De bonnes raisons de mourir

Morgan Audic

593 pages

Le Livre de Poche, 2020, Éditions Albin Michel, 2019

Fin de lecture 15 août 2020

Sélection 2020 Prix des lecteurs du Livre de Poche, mois d’août. Dix-septième et dernier livre lu dans le cadre du jury.

Prix du Jury Polar

Mon premier est un lieu célèbre dévasté par une explosion nucléaire ;

Mon deuxième est un corps atrocement mutilé pendu au sein de cette même zone trente ans plus tard ;

Mon troisième est une affaire de double meurtre non élucidée datant de ladite explosion ;

Mon quatrième est un tueur en série qui sème des oiseaux sur ses scènes de crime ;

Mon cinquième est l’enquête menée par deux policiers Ukrainiens et un policier Russe, avec des motivations différentes, mais le même but ;

Mon tout est un thriller captivant sur fond de dislocation de l’ex-URSS et de guerres fratricides.

En 2016, un corps est retrouvé dans l’enceinte de la zone d’exclusion de Tchernobyl, à Pripiat. Le capitaine Melnyk, intègre au sein d’une police corrompue, est chargé de l’enquête.

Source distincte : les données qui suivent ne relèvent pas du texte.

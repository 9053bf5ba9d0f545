//! Wallet and payout bookkeeping for the dispatch workflow system.
//!
//! Earnings from delivered orders are credited as HELD wallet entries, one
//! per payee. A recurring sweep promotes entries past their hold period to
//! AVAILABLE, and a daily sweep batches each owner's available balance into
//! a payout when it clears the configured minimum. Failed payouts revert
//! their entries so the next sweep retries them; funds are never silently
//! lost.

use dispatch_storage::{StorageError, StorageService};
use dispatch_types::{
	truncate_id, Order, Payout, PayoutMethod, PayoutStatus, StorageKey, WalletEntry,
	WalletEntryStatus, WalletSummary,
};
use rust_decimal::Decimal;
use std::collections::HashMap;
use std::sync::Arc;
use std::time::Duration;
use thiserror::Error;

/// Errors that can occur during wallet operations.
#[derive(Debug, Error)]
pub enum WalletError {
	/// The storage backend failed.
	#[error("Storage error: {0}")]
	Storage(String),
	/// No payout exists under the given id.
	#[error("Payout not found: {0}")]
	PayoutNotFound(String),
	/// The payout is not in a state that permits the operation.
	#[error("Payout {id} is {status}, expected {expected}")]
	InvalidPayoutState {
		id: String,
		status: PayoutStatus,
		expected: PayoutStatus,
	},
}

impl From<StorageError> for WalletError {
	fn from(err: StorageError) -> Self {
		WalletError::Storage(err.to_string())
	}
}

/// Tunable policy for earnings and payouts.
#[derive(Debug, Clone)]
pub struct WalletPolicy {
	/// How long an earning stays HELD after delivery.
	pub hold_period: Duration,
	/// Platform commission taken from the vendor, in percent.
	pub commission_percent: u32,
	/// Driver's share of the order amount, in percent.
	pub driver_share_percent: u32,
	/// Minimum available balance for the sweep to create a payout.
	pub minimum_payout: Decimal,
	/// Transfer rail used for created payouts.
	pub payout_method: PayoutMethod,
}

/// Manages wallet entries and payout sweeps.
pub struct WalletService {
	storage: Arc<StorageService>,
	policy: WalletPolicy,
}

impl WalletService {
	pub fn new(storage: Arc<StorageService>, policy: WalletPolicy) -> Self {
		Self { storage, policy }
	}

	fn percent_of(amount: Decimal, percent: u32) -> Decimal {
		(amount * Decimal::from(percent) / Decimal::from(100u32)).round_dp(2)
	}

	/// Credits HELD earnings for a delivered order.
	///
	/// Creates one entry for the driver (their share of the order amount)
	/// and one for the vendor (the amount net of commission). Entry ids
	/// derive from (order, owner), so a crash-retried credit overwrites the
	/// same records instead of duplicating them.
	pub async fn credit_delivery(
		&self,
		order: &Order,
		now: u64,
	) -> Result<Vec<WalletEntry>, WalletError> {
		let driver_id = match &order.driver_id {
			Some(id) => id.clone(),
			None => {
				// Verified deliveries always carry a driver; treat the gap
				// as corrupt input rather than credit a phantom payee.
				tracing::error!(
					order_id = %truncate_id(&order.id),
					"Delivered order has no driver; skipping wallet credit"
				);
				return Ok(Vec::new());
			},
		};

		let driver_amount = Self::percent_of(order.payment.amount, self.policy.driver_share_percent);
		let vendor_amount =
			order.payment.amount - Self::percent_of(order.payment.amount, self.policy.commission_percent);
		let hold_release_at = now + self.policy.hold_period.as_secs();

		let mut entries = Vec::with_capacity(2);
		for (owner_id, amount) in [
			(driver_id, driver_amount),
			(order.restaurant_id.clone(), vendor_amount),
		] {
			let entry = WalletEntry {
				id: format!("{}-{}", order.id, owner_id),
				owner_id,
				order_id: order.id.clone(),
				amount,
				earned_at: now,
				hold_release_at,
				status: WalletEntryStatus::Held,
				payout_id: None,
			};
			self.storage
				.store(StorageKey::WalletEntries.as_str(), &entry.id, &entry)
				.await?;
			tracing::info!(
				entry_id = %entry.id,
				owner_id = %entry.owner_id,
				amount = %entry.amount,
				"Wallet entry credited"
			);
			entries.push(entry);
		}
		Ok(entries)
	}

	/// Returns true if the order's delivery earnings were already credited.
	///
	/// Entry ids are deterministic, so the driver's entry existing means the
	/// credit ran. Orders without a driver have nothing to credit.
	pub async fn has_credited(&self, order: &Order) -> Result<bool, WalletError> {
		let Some(driver_id) = &order.driver_id else {
			return Ok(true);
		};
		Ok(self
			.storage
			.exists(
				StorageKey::WalletEntries.as_str(),
				&format!("{}-{}", order.id, driver_id),
			)
			.await?)
	}

	async fn all_entries(&self) -> Result<Vec<WalletEntry>, WalletError> {
		Ok(self
			.storage
			.retrieve_all(StorageKey::WalletEntries.as_str())
			.await?)
	}

	/// Promotes HELD entries past their hold period to AVAILABLE.
	///
	/// Returns the number of entries promoted.
	pub async fn release_due(&self, now: u64) -> Result<usize, WalletError> {
		let mut released = 0;
		for mut entry in self.all_entries().await? {
			if entry.status == WalletEntryStatus::Held && entry.hold_release_at <= now {
				entry.status = WalletEntryStatus::Available;
				self.storage
					.update(StorageKey::WalletEntries.as_str(), &entry.id, &entry)
					.await?;
				released += 1;
			}
		}
		if released > 0 {
			tracing::info!(count = released, "Released held wallet entries");
		}
		Ok(released)
	}

	/// Computes an owner's balance summary at the given instant.
	///
	/// Hold state is evaluated against `now`, so the summary is accurate
	/// even between release sweeps.
	pub async fn summary(&self, owner_id: &str, now: u64) -> Result<WalletSummary, WalletError> {
		let mut available = Decimal::ZERO;
		let mut in_hold = Decimal::ZERO;
		let mut total_earned = Decimal::ZERO;

		for entry in self.all_entries().await? {
			if entry.owner_id != owner_id {
				continue;
			}
			total_earned += entry.amount;
			match entry.status {
				WalletEntryStatus::Available => available += entry.amount,
				WalletEntryStatus::Held if entry.hold_release_at <= now => {
					available += entry.amount
				},
				WalletEntryStatus::Held => in_hold += entry.amount,
				WalletEntryStatus::PaidOut => {},
			}
		}

		Ok(WalletSummary {
			available,
			in_hold,
			total_earned,
		})
	}

	/// Runs the payout sweep over all owners' AVAILABLE balances.
	///
	/// For each owner whose available sum clears the minimum, creates a
	/// PENDING payout recording the contributing entries and flips those
	/// entries to PAID_OUT. Balances below the minimum roll over.
	pub async fn sweep_payouts(&self, now: u64) -> Result<Vec<Payout>, WalletError> {
		let mut per_owner: HashMap<String, Vec<WalletEntry>> = HashMap::new();
		for entry in self.all_entries().await? {
			if entry.status == WalletEntryStatus::Available {
				per_owner.entry(entry.owner_id.clone()).or_default().push(entry);
			}
		}

		let mut payouts = Vec::new();
		for (owner_id, entries) in per_owner {
			let total: Decimal = entries.iter().map(|e| e.amount).sum();
			if total < self.policy.minimum_payout {
				tracing::info!(
					owner_id = %owner_id,
					available = %total,
					minimum = %self.policy.minimum_payout,
					"Available balance below payout minimum, rolling over"
				);
				continue;
			}

			let payout = Payout {
				id: uuid::Uuid::new_v4().to_string(),
				owner_id: owner_id.clone(),
				amount: total,
				method: self.policy.payout_method,
				status: PayoutStatus::Pending,
				utr: None,
				entry_ids: entries.iter().map(|e| e.id.clone()).collect(),
				created_at: now,
			};

			// The payout record (with its entry list) is written before the
			// entries flip, so a crash mid-sweep can be reconciled from it.
			self.storage
				.store(StorageKey::Payouts.as_str(), &payout.id, &payout)
				.await?;

			for mut entry in entries {
				entry.status = WalletEntryStatus::PaidOut;
				entry.payout_id = Some(payout.id.clone());
				self.storage
					.update(StorageKey::WalletEntries.as_str(), &entry.id, &entry)
					.await?;
			}

			tracing::info!(
				payout_id = %truncate_id(&payout.id),
				owner_id = %owner_id,
				amount = %payout.amount,
				"Payout created"
			);
			payouts.push(payout);
		}
		Ok(payouts)
	}

	async fn get_payout(&self, payout_id: &str) -> Result<Payout, WalletError> {
		match self
			.storage
			.retrieve(StorageKey::Payouts.as_str(), payout_id)
			.await
		{
			Ok(payout) => Ok(payout),
			Err(StorageError::NotFound) => Err(WalletError::PayoutNotFound(payout_id.to_string())),
			Err(e) => Err(e.into()),
		}
	}

	/// Marks a pending payout as completed with its transfer reference.
	pub async fn complete_payout(&self, payout_id: &str, utr: &str) -> Result<Payout, WalletError> {
		let mut payout = self.get_payout(payout_id).await?;
		if !matches!(payout.status, PayoutStatus::Pending | PayoutStatus::Processing) {
			return Err(WalletError::InvalidPayoutState {
				id: payout.id,
				status: payout.status,
				expected: PayoutStatus::Pending,
			});
		}
		payout.status = PayoutStatus::Completed;
		payout.utr = Some(utr.to_string());
		self.storage
			.update(StorageKey::Payouts.as_str(), payout_id, &payout)
			.await?;
		tracing::info!(payout_id = %truncate_id(payout_id), utr = %utr, "Payout completed");
		Ok(payout)
	}

	/// Marks a payout as failed and reverts its entries to AVAILABLE.
	///
	/// The reverted entries are picked up again by the next sweep.
	pub async fn fail_payout(&self, payout_id: &str, reason: &str) -> Result<Payout, WalletError> {
		let mut payout = self.get_payout(payout_id).await?;
		if !matches!(payout.status, PayoutStatus::Pending | PayoutStatus::Processing) {
			return Err(WalletError::InvalidPayoutState {
				id: payout.id,
				status: payout.status,
				expected: PayoutStatus::Pending,
			});
		}
		payout.status = PayoutStatus::Failed;
		self.storage
			.update(StorageKey::Payouts.as_str(), payout_id, &payout)
			.await?;

		for entry_id in &payout.entry_ids {
			let mut entry: WalletEntry = self
				.storage
				.retrieve(StorageKey::WalletEntries.as_str(), entry_id)
				.await?;
			entry.status = WalletEntryStatus::Available;
			entry.payout_id = None;
			self.storage
				.update(StorageKey::WalletEntries.as_str(), entry_id, &entry)
				.await?;
		}

		tracing::warn!(
			payout_id = %truncate_id(payout_id),
			reason = %reason,
			"Payout failed, entries reverted for retry"
		);
		Ok(payout)
	}

	/// Returns an owner's payouts, newest first.
	pub async fn payout_history(&self, owner_id: &str) -> Result<Vec<Payout>, WalletError> {
		let mut payouts: Vec<Payout> = self
			.storage
			.retrieve_all::<Payout>(StorageKey::Payouts.as_str())
			.await?
			.into_iter()
			.filter(|p| p.owner_id == owner_id)
			.collect();
		payouts.sort_by(|a, b| b.created_at.cmp(&a.created_at));
		Ok(payouts)
	}
}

Affublé de la jeune Novak, anxieuse en raison des radiations, il explore en parallèle les dessous d’une affaire criminelle datant de l’explosion de la centrale nucléaire en 1986.

« Son père remercia les policiers et leur proposa d’emporter un peu de mouton fraîchement abattu. Melnyik refusa par principe, Novak par peur des radiations. »

Un policier russe, Rybalko, mandaté par le père de la victime pour retrouver le coupable, mène l’enquête à leur insu.

Chaque enquêteur poursuit le même but, mais non les mêmes motivations.

Sur fond des résultantes de la dislocation de l’URSS, de guerres fratricides entre Ukrainiens et Russes, Morgan Audic livre un roman fort documenté : dans cette nouvelle ère, politique, économie, écologie et trafics et corruption font bon ménage !

« Tu es pour le rattachement du Donbass à la Russie ? demanda-t-il à son chauffeur.

Le vieux trafiquant réfléchit un instant, comme s’il ne s’était jamais posé la question auparavant.

– Je suis pour la fin de la guerre, dit-il finalement. C’est tout.

– Mais la fin de la guerre, c’est aussi la fin de ton business.

– Il y en aura d’autres. Il y aura toujours du trafic dans le coin ! s’exclama joyeusement Ossip. »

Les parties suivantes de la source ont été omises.